[[ Recorded data, beginning ]]

//! Receipt data models produced by the parsing core.

use std::fmt;

use chrono::{DateTime, NaiveDate, Utc};
use rust_decimal::Decimal;
use serde::{Deserialize, Serialize};
use uuid::Uuid;

/// Structured data recovered from one OCR'd receipt.
///
/// Every field except the merchant name and the raw text is optional:
/// a receipt with no recognizable amount or date still parses. The
/// raw OCR text is preserved for audit and downstream classification.
#[derive(Debug, Clone, PartialEq, Serialize, Deserialize)]
pub struct ParsedReceipt {
    /// Merchant/store name. Never empty; falls back to
    /// [`UNKNOWN_MERCHANT`](crate::receipt::rules::merchant::UNKNOWN_MERCHANT)
    /// when no heuristic matches.
    pub merchant_name: String,

    /// Total amount, absent when no confident match was found.
    #[serde(skip_serializing_if = "Option::is_none")]
    pub total_amount: Option<Decimal>,

    /// Subtotal (小計). Independent of the total; may be present
    /// without one.
    #[serde(skip_serializing_if = "Option::is_none")]
    pub subtotal_amount: Option<Decimal>,

    /// Purchase date, absent when no confident match was found.
    #[serde(skip_serializing_if = "Option::is_none")]
    pub purchase_date: Option<NaiveDate>,

    /// The original OCR text.
    pub raw_text: String,
}

/// Spending category assigned to a receipt.
///
/// A closed set; exactly one value is assigned per parse, with
/// [`Category::Other`] as the default when no rule matches.
#[derive(Debug, Clone, Copy, PartialEq, Eq, Serialize, Deserialize)]
#[serde(rename_all = "snake_case")]
pub enum Category {
    /// Restaurants, cafes, food stalls (餐飲).
    Food,
    /// Supermarkets and convenience stores (超市/便利商店).
    Grocery,
    /// Transit, taxis, parking (交通).
    Transport,
    /// Department stores, apparel (購物).
    Shopping,
    /// Cinema, KTV, gyms (娛樂).
    Entertainment,
    /// Hospitals, clinics, pharmacies (醫療).
    Medical,
    /// Default when no rule matches (其他).
    Other,
}

impl Category {
    /// Traditional-Chinese display label, as shown in the original
    /// product's UI.
    pub fn zh_label(&self) -> &'static str {
        match self {
            Category::Food => "餐飲",
            Category::Grocery => "超市/便利商店",
            Category::Transport => "交通",
            Category::Shopping => "購物",
            Category::Entertainment => "娛樂",
            Category::Medical => "醫療",
            Category::Other => "其他",
        }
    }
}

impl Default for Category {
    fn default() -> Self {
        Self::Other
    }
}

impl fmt::Display for Category {
    fn fmt(&self, f: &mut fmt::Formatter<'_>) -> fmt::Result {
        let name = match self {
            Category::Food => "Food",
            Category::Grocery => "Grocery",
            Category::Transport => "Transport",
            Category::Shopping => "Shopping",
            Category::Entertainment => "Entertainment",
            Category::Medical => "Medical",
            Category::Other => "Other",
        };
        f.write_str(name)
    }
}

/// Collaborator-side record built around a parse result.
///
/// The parsing core never persists bills; the caller decides whether
/// and how to store them. This type only fixes the shape: identifier,
/// creation timestamp and category around the parsed fields.
#[derive(Debug, Clone, Serialize, Deserialize)]
pub struct Bill {
    /// Record identifier, assigned at construction.
    pub id: Uuid,

    /// Merchant/store name.
    pub merchant_name: String,

    /// Total amount.
    #[serde(skip_serializing_if = "Option::is_none")]
    pub total_amount: Option<Decimal>,

    /// Subtotal amount.
    #[serde(skip_serializing_if = "Option::is_none")]
    pub subtotal_amount: Option<Decimal>,

    /// Purchase date.
    #[serde(skip_serializing_if = "Option::is_none")]
    pub purchase_date: Option<NaiveDate>,

    /// When this record was created.
    pub created_at: DateTime<Utc>,

    /// Assigned spending category.
    pub category: Category,

    /// The original OCR text.
    pub raw_text: String,
}

impl Bill {
    /// Assemble a fresh record from a parse result and its category.
    pub fn from_receipt(receipt: ParsedReceipt, category: Category) -> Self {
        Self {
            id: Uuid::new_v4(),
            merchant_name: receipt.merchant_name,
            total_amount: receipt.total_amount,
            subtotal_amount: receipt.subtotal_amount,
            purchase_date: receipt.purchase_date,
            created_at: Utc::now(),
            category,
            raw_text: receipt.raw_text,
        }
    }
}

#[cfg(test)]
mod tests {
    use super::*;
    use std::str::FromStr;

    #[test]
    fn test_category_default_is_other() {
        assert_eq!(Category::default(), Category::Other);
    }

    #[test]
    fn test_category_serde_snake_case() {
        let json = serde_json::to_string(&Category::Grocery).unwrap();
        assert_eq!(json, r#""grocery""#);

        let back: Category = serde_json::from_str(r#""entertainment""#).unwrap();
        assert_eq!(back, Category::Entertainment);
    }

    #[test]
    fn test_parsed_receipt_omits_absent_fields() {
        let receipt = ParsedReceipt {
            merchant_name: "7-ELEVEN".to_string(),
            total_amount: Some(Decimal::from_str("180").unwrap()),
            subtotal_amount: None,
            purchase_date: None,
            raw_text: "7-ELEVEN\n總計: 180".to_string(),
        };

        let json = serde_json::to_string(&receipt).unwrap();
        assert!(json.contains("total_amount"));
        assert!(!json.contains("subtotal_amount"));
        assert!(!json.contains("purchase_date"));
    }

    #[test]
    fn test_bill_carries_receipt_fields() {
        let receipt = ParsedReceipt {
            merchant_name: "全聯福利中心".to_string(),
            total_amount: Some(Decimal::from_str("512").unwrap()),
            subtotal_amount: Some(Decimal::from_str("488").unwrap()),
            purchase_date: NaiveDate::from_ymd_opt(2026, 2, 12),
            raw_text: "全聯福利中心".to_string(),
        };

        let bill = Bill::from_receipt(receipt.clone(), Category::Grocery);
        assert_eq!(bill.merchant_name, receipt.merchant_name);
        assert_eq!(bill.total_amount, receipt.total_amount);
        assert_eq!(bill.subtotal_amount, receipt.subtotal_amount);
        assert_eq!(bill.purchase_date, receipt.purchase_date);
        assert_eq!(bill.category, Category::Grocery);
    }
}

[[ Recorded data, end ]]

— Your goal —
What is the number of lines in the data that include "matches"? Answer with that number alone.

— Output for this exercise —
3